- **ASSIGNMENT**
Give the count of lines in the records below that contain "defined", and say nothing more.

(Saved data entries)
##########

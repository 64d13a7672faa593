//! Output-shape invariants: the script syntax must never reference a name
//! before assigning it, and sibling results of one netlist must agree with
//! each other.

use std::collections::HashSet;
use symcirc_engine::{analyze, parse_netlist};

fn scripts(netlist: &str) -> Vec<String> {
    let report = analyze(parse_netlist(netlist).expect("netlist parses"))
        .expect("circuit accepted");
    report
        .results
        .into_iter()
        .map(|r| r.outcome.expect("result renders").script)
        .collect()
}

fn texts(netlist: &str) -> Vec<String> {
    let report = analyze(parse_netlist(netlist).expect("netlist parses"))
        .expect("circuit accepted");
    report
        .results
        .into_iter()
        .map(|r| r.outcome.expect("result renders").text)
        .collect()
}

/// Every `N_*`/`D_*` identifier on a right-hand side must have been the
/// left-hand side of an earlier assignment.
fn assert_forward_reference_free(script: &str) {
    let mut defined: HashSet<String> = HashSet::new();
    for line in script.lines() {
        let line = line.trim();
        if line.is_empty() || line.starts_with('%') {
            continue;
        }
        let Some((lhs, rhs)) = line.split_once('=') else {
            continue;
        };
        for token in rhs.split(|c: char| !(c.is_alphanumeric() || c == '_')) {
            if token.starts_with("N_") || token.starts_with("D_") {
                assert!(
                    defined.contains(token),
                    "'{}' referenced before assignment:\n{}",
                    token,
                    script
                );
            }
        }
        defined.insert(lhs.trim().to_string());
    }
}

#[test]
fn script_is_forward_reference_free_for_shared_denominators() {
    let all = scripts(
        "U Uin in gnd\nI Iin K1 gnd\nL L in K1\nC C K1 out\nR R out gnd\nRESULT F U_out U_K1\n",
    );
    for script in &all {
        assert_forward_reference_free(script);
    }
    // The back-references themselves are present.
    assert!(all[0].contains("D_U_out_Iin = D_U_out_Uin;"));
}

#[test]
fn script_is_forward_reference_free_for_feedback_pair() {
    let all = scripts(
        "U Uin in gnd\nVCVS k1 n2 gnd n3 gnd\nVCVS k2 n3 gnd in n2\nRESULT F U_n2 U_n3\n",
    );
    for script in &all {
        assert_forward_reference_free(script);
    }
}

#[test]
fn inverse_results_exchange_numerator_and_denominator() {
    let all = texts(
        "U Uin in gnd / L L in K1 / C C K1 out / R R out gnd\nPLOT G U_out U_in\nPLOT Ginv U_in U_out\n",
    );
    assert_eq!(all.len(), 2);
    assert!(all[0].contains("N_U_out_U_in(s) = R*C * s"));
    assert!(all[0].contains("D_U_out_U_in(s) = L*C * s^2 + R*C * s + 1"));
    assert!(all[1].contains("N_U_in_U_out(s) = L*C * s^2 + R*C * s + 1"));
    assert!(all[1].contains("D_U_in_U_out(s) = R*C * s"));
}

#[test]
fn script_pads_missing_powers_with_zero() {
    // Band-pass shape: numerator has an s term and nothing at s^0.
    let all = scripts("U Uin in gnd / L L in K1 / C C K1 out / R R out gnd\nPLOT G U_out U_in\n");
    assert!(all[0].contains("N_U_out_U_in = [R*C 0]; % s^1 s^0"));
}

#[test]
fn unused_device_bit_is_absent_from_expressions() {
    // R9's stamps cancel against themselves (both terminals on one node),
    // so its bit must not survive into any addend of the result.
    let text = &texts(
        "U Uin in gnd / R R1 in out / C C1 out gnd / R R9 z z\nPLOT G U_out U_in\n",
    )[0];
    assert!(!text.contains("R9"), "unused device leaked into output:\n{}", text);
    assert!(text.contains("N_U_out_U_in"));
}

##########

- **THE COMPLETED TASK**
3